La recitación de Aikin fue siempre ambigua, y fue solo sincera hasta el encuentro con el viejo Schigolch –que interpretó un conmovedor Franz Mazura, que en la contienda tiene 85 años- y pareció sincero y autentico. Memorable fue el momento, en el cual durante la primera escena del tercer acto, Lulu se inclina en posición casi fetal en sus rodillas. Para el resto, esta fue una Lulu despiadadamente irresponsable, inmadura y por momentos ausente, y quizás por ello inocente. Laura Aikin supo ser dulce en la Canzonetta, casi bailada sobre el cuerpo del profesor muerto (la primera de una serie de situaciones grotescas que mantuvieron constantemente al público con expectación, uno de los atout de esta producción escénica); tierna y desgarradora en el maravilloso Lied del segundo acto, el clímax poético de la opera, cantado y retirándose de la elegante escalinata situada en el centro simétrico de la escena, con la pistola sobre el Dottor Schön; embriagante fue el apasionado dueto con Alwa (“Rondo”) que concluye el segundo acto, con una cándida ingenuidad en el encuentro entre ella y Alwa, en el mismo diván en el cual Schön, asesinado poco antes por una tontería, muere desangrado.

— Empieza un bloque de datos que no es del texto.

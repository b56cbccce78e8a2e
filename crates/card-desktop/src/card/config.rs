//! Card creation request

use serde::{Deserialize, Serialize};

use crate::math::{Size, Vec2};
use super::{CardKind, GroupKeys, SizeConstraints};

/// Request to open a new card
#[derive(Clone, Debug, PartialEq, Serialize, Deserialize)]
#[serde(rename_all = "camelCase")]
pub struct CardConfig {
    pub kind: CardKind,
    /// Header title (None = derived from `kind`)
    #[serde(default)]
    pub title: Option<String>,
    /// Initial position (None = auto-cascade)
    #[serde(default)]
    pub position: Option<Vec2>,
    /// Initial size (None = constraint default)
    #[serde(default)]
    pub size: Option<Size>,
    /// Size bounds (None = engine defaults)
    #[serde(default)]
    pub constraints: Option<SizeConstraints>,
    #[serde(default)]
    pub group_keys: GroupKeys,
    /// Opaque domain payload handed to the renderer
    #[serde(default)]
    pub initial_data: serde_json::Value,
    #[serde(default)]
    pub active_tab: Option<String>,
    #[serde(default)]
    pub content_interactive: bool,
}

impl CardConfig {
    /// Request with everything but the kind left to defaults
    pub fn new(kind: CardKind) -> Self {
        Self {
            kind,
            title: None,
            position: None,
            size: None,
            constraints: None,
            group_keys: GroupKeys::default(),
            initial_data: serde_json::Value::Null,
            active_tab: None,
            content_interactive: false,
        }
    }

    pub fn with_position(mut self, position: Vec2) -> Self {
        self.position = Some(position);
        self
    }

    pub fn with_size(mut self, size: Size) -> Self {
        self.size = Some(size);
        self
    }

    pub fn with_constraints(mut self, constraints: SizeConstraints) -> Self {
        self.constraints = Some(constraints);
        self
    }

    pub fn with_group_keys(mut self, group_keys: GroupKeys) -> Self {
        self.group_keys = group_keys;
        self
    }

    pub fn with_title(mut self, title: impl Into<String>) -> Self {
        self.title = Some(title.into());
        self
    }

    pub fn with_data(mut self, data: serde_json::Value) -> Self {
        self.initial_data = data;
        self
    }
}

Alwa, entre otros, fue bien cantado por Thomas Piffka. Sin embargo, y a pesar de una indisposición anunciada al inicio de la función, el tenor mostró un agraciado timbre calido y cierta variedad en el fraseo. Culminó su prueba con el abrupto Hymne que sellaba su desesperada declaración a Lulu, manteniendo el squillo y la línea firme.
El resto de la compañía exhibió carisma escénico desbordante, y un desempeño virtuoso, que ha hecho olvidar algunas fallas vocales.

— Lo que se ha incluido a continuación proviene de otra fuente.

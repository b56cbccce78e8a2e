//! Pointer hit testing against card chrome

use crate::card::{Card, CardId, CardRegion, ResizeHandle, CHROME};
use crate::math::Vec2;
use super::CardStore;

impl CardStore {
    /// Topmost card under `pos`
    pub fn card_at(&self, pos: Vec2) -> Option<CardId> {
        self.region_at(pos).map(|(id, _)| id)
    }

    /// Topmost card under `pos` and the chrome region that was hit.
    ///
    /// Tray cards only expose their header strip.
    pub fn region_at(&self, pos: Vec2) -> Option<(CardId, CardRegion)> {
        self.cards
            .iter()
            .rev()
            .find_map(|card| hit_test_card(card, pos).map(|region| (card.id, region)))
    }
}

fn hit_test_card(card: &Card, pos: Vec2) -> Option<CardRegion> {
    if card.is_minimized() {
        if !card.title_bar_rect().contains(pos) {
            return None;
        }
        return hit_test_buttons(card, pos).or(Some(CardRegion::TitleBar));
    }

    if !card.rect().contains(pos) {
        return None;
    }

    if let Some(region) = hit_test_buttons(card, pos) {
        return Some(region);
    }

    // Maximized cards fill the viewport and cannot be resized
    if !card.is_maximized() {
        if let Some(handle) = hit_test_resize_corners(card, pos) {
            return Some(CardRegion::Resize(handle));
        }
    }

    if card.title_bar_rect().contains(pos) {
        return Some(CardRegion::TitleBar);
    }

    if !card.is_maximized() {
        if let Some(handle) = hit_test_resize_edges(card, pos) {
            return Some(CardRegion::Resize(handle));
        }
    }

    Some(CardRegion::Content)
}

fn hit_test_buttons(card: &Card, pos: Vec2) -> Option<CardRegion> {
    if card.close_button_rect().contains(pos) {
        return Some(CardRegion::CloseButton);
    }
    if card.maximize_button_rect().contains(pos) {
        return Some(CardRegion::MaximizeButton);
    }
    if card.minimize_button_rect().contains(pos) {
        return Some(CardRegion::MinimizeButton);
    }
    None
}

fn hit_test_resize_corners(card: &Card, pos: Vec2) -> Option<ResizeHandle> {
    let corner = CHROME.corner_handle_size;
    let rect = card.rect();

    let left = pos.x < rect.x + corner;
    let right = pos.x > rect.right() - corner;
    let top = pos.y < rect.y + corner;
    let bottom = pos.y > rect.bottom() - corner;

    match (top, bottom, left, right) {
        (true, _, true, _) => Some(ResizeHandle::NW),
        (true, _, _, true) => Some(ResizeHandle::NE),
        (_, true, true, _) => Some(ResizeHandle::SW),
        (_, true, _, true) => Some(ResizeHandle::SE),
        _ => None,
    }
}

fn hit_test_resize_edges(card: &Card, pos: Vec2) -> Option<ResizeHandle> {
    let edge = CHROME.resize_handle_size;
    let rect = card.rect();

    if pos.y < rect.y + edge {
        return Some(ResizeHandle::N);
    }
    if pos.y > rect.bottom() - edge {
        return Some(ResizeHandle::S);
    }
    if pos.x < rect.x + edge {
        return Some(ResizeHandle::W);
    }
    if pos.x > rect.right() - edge {
        return Some(ResizeHandle::E);
    }
    None
}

Kazushi Ono, sereno director estable de la orquesta lionesa, obtuvo el máximo del grupo completo. El maestro japonés concertó buscando la nitidez de las líneas y transparencia, evitando fáciles pero inadecuados trampas de mezclas timbricas, logrando sin embargo, y con simpleza mantener una incesante y atrayente tensión narrativa (viéndose como ejemplo la Monorítmica del primer acto, en la cual la «Hauptrhythmus», una especio de extrasístole musical invade toda la partitura, se erige como protagonista absoluta en un crescendo monstre, que se acumula y que lleva al pintor al suicidio). Al final, un triunfo para Laura Aikin y para Kazushi Ono.